Development of machine learning methods for multi-modal biomarkers detection and integration

In medicine, innovation depends on a better knowledge of the human body mechanism, which represents a complex system of multi-scale constituents. Unraveling the complexity underneath diseases proves to be challenging. A deep understanding of the inner workings comes with dealing with many heterogeneous information. Exploring the molecular status and the organization of genes, proteins, metabolites provides insights on what is driving a disease, from aggressiveness to curability. Molecular constituents, however, are only the building blocks of the human body and cannot currently tell the whole story of diseases. This is why nowadays attention is growing towards the contemporary exploitation of multi-scale information.
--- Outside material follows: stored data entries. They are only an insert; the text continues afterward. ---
// SPDX-License-Identifier: MIT
// Copyright (c) 2025 ReifyDB

use std::{
	cmp::Ordering,
	fmt::{self, Display, Formatter},
	hash::{Hash, Hasher},
	ops::Deref,
};

use serde::{Deserialize, Serialize};

use crate::{
	error::{Error, TypeError},
	value::Type,
};

/// A finite f64 with a total order. NaN and infinities are rejected, negative
/// zero is stored as zero.
#[repr(transparent)]
#[derive(Debug, Copy, Clone, Default, Serialize, Deserialize)]
pub struct OrderedF64(f64);

impl OrderedF64 {
	pub fn value(&self) -> f64 {
		self.0
	}

	pub fn zero() -> OrderedF64 {
		OrderedF64(0.0)
	}
}

impl Deref for OrderedF64 {
	type Target = f64;

	fn deref(&self) -> &Self::Target {
		&self.0
	}
}

impl Display for OrderedF64 {
	fn fmt(&self, f: &mut Formatter<'_>) -> fmt::Result {
		Display::fmt(&self.0, f)
	}
}

impl PartialEq for OrderedF64 {
	fn eq(&self, other: &Self) -> bool {
		self.0.to_bits() == other.0.to_bits()
	}
}

impl Eq for OrderedF64 {}

impl PartialOrd for OrderedF64 {
	fn partial_cmp(&self, other: &Self) -> Option<Ordering> {
		Some(self.cmp(other))
	}
}

impl Ord for OrderedF64 {
	fn cmp(&self, other: &Self) -> Ordering {
		self.0.total_cmp(&other.0)
	}
}

impl Hash for OrderedF64 {
	fn hash<H: Hasher>(&self, state: &mut H) {
		self.0.to_bits().hash(state);
	}
}

impl From<OrderedF64> for f64 {
	fn from(v: OrderedF64) -> Self {
		v.0
	}
}

impl TryFrom<f64> for OrderedF64 {
	type Error = Error;

	fn try_from(f: f64) -> Result<Self, Self::Error> {
		if !f.is_finite() {
			return Err(TypeError::NumberOutOfRange {
				target: Type::Double,
				value: f.to_string(),
			}
			.into());
		}
		let normalized = if f == 0.0 {
			0.0
		} else {
			f
		};
		Ok(OrderedF64(normalized))
	}
}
Holistic methods are then drawing interest to address the problem of integrating heterogeneous data. The heterogeneity may derive from the diversity across data types and from the diversity within diseases. Here, four studies conducted data integration using customly designed workflows that implement novel methods and views to tackle the heterogeneous characterization of diseases. The first study devoted to determine shared gene regulatory signatures for onco-hematology and it showed partial co-regulation across blood-related diseases. The second study focused on Acute Myeloid Leukemia and refined the unsupervised integration of genomic alterations, which turned out to better resemble clinical practice. In the third study, network integration for artherosclerosis demonstrated, as a proof of concept, the impact of network intelligibility when it comes to model heterogeneous data, which showed to accelerate the identification of new potential pharmaceutical targets. Lastly, the fourth study introduced a new method to integrate multiple data types in a unique latent heterogeneous-representation that facilitated the selection of important data types to predict the tumour stage of invasive ductal carcinoma. The results of these four studies laid the groundwork to ease the detection of new biomarkers ultimately beneficial to medical practice and to the ever-growing field of Personalized Medicine.